Please retype all the data below exactly, line for line.

** Opening Records supplied block **

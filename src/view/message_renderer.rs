use ramhorns::Template;

use crate::error::Result;
use crate::view::parse_template;

/// A page made of a heading, a line of text and a way back.
#[derive(ramhorns::Content)]
pub struct Message<'a> {
    pub heading: &'a str,
    pub text: &'a str,
    pub link: &'a str,
    pub link_label: &'a str,
}

impl Message<'_> {
    pub fn page_not_found() -> Message<'static> {
        Message {
            heading: "404 - Page Not Found",
            text: "The page you're looking for doesn't exist or has been moved.",
            link: "/",
            link_label: "Go back to Homepage",
        }
    }

    pub fn post_not_found() -> Message<'static> {
        Message {
            heading: "Post not found",
            text: "",
            link: "/blog",
            link_label: "Back to Blog",
        }
    }
}

pub struct MessageRenderer<'a> {
    pub template: Template<'a>,
}

impl MessageRenderer<'_> {
    pub fn new(message_tpl_src: &str) -> Result<MessageRenderer> {
        Ok(MessageRenderer {
            template: parse_template("message", message_tpl_src)?,
        })
    }

    pub fn render(&self, message: &Message) -> String {
        self.template.render(message)
    }
}

#[cfg(test)]
mod tests {
    use super::*;

    #[test]
    fn render_message() {
        let renderer = MessageRenderer::new("<h1>{{heading}}</h1>{{#text}}<p>{{text}}</p>{{/text}}<a href=\"{{link}}\">{{link_label}}</a>").unwrap();
        assert_eq!(renderer.render(&Message::post_not_found()), "<h1>Post not found</h1><a href=\"/blog\">Back to Blog</a>");
        assert!(renderer.render(&Message::page_not_found()).contains("exist or has been moved."));
    }
}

** Closing Records supplied block **

■ **Worked solution**:
filename src/view/message_renderer.rs
use ramhorns::Template;

use crate::error::Result;
use crate::view::parse_template;

/// A page made of a heading, a line of text and a way back.
#[derive(ramhorns::Content)]
pub struct Message<'a> {
    pub heading: &'a str,
    pub text: &'a str,
    pub link: &'a str,
    pub link_label: &'a str,
}

impl Message<'_> {
    pub fn page_not_found() -> Message<'static> {
        Message {
            heading: "404 - Page Not Found",
            text: "The page you're looking for doesn't exist or has been moved.",
            link: "/",
            link_label: "Go back to Homepage",
        }
    }

    pub fn post_not_found() -> Message<'static> {
        Message {
            heading: "Post not found",
            text: "",
            link: "/blog",
            link_label: "Back to Blog",
        }
    }
}

pub struct MessageRenderer<'a> {
    pub template: Template<'a>,
}

impl MessageRenderer<'_> {
    pub fn new(message_tpl_src: &str) -> Result<MessageRenderer> {
        Ok(MessageRenderer {
            template: parse_template("message", message_tpl_src)?,
        })
    }

    pub fn render(&self, message: &Message) -> String {
        self.template.render(message)
    }
}

#[cfg(test)]
mod tests {
    use super::*;

    #[test]
    fn render_message() {
        let renderer = MessageRenderer::new("<h1>{{heading}}</h1>{{#text}}<p>{{text}}</p>{{/text}}<a href=\"{{link}}\">{{link_label}}</a>").unwrap();
        assert_eq!(renderer.render(&Message::post_not_found()), "<h1>Post not found</h1><a href=\"/blog\">Back to Blog</a>");
        assert!(renderer.render(&Message::page_not_found()).contains("exist or has been moved."));
    }
}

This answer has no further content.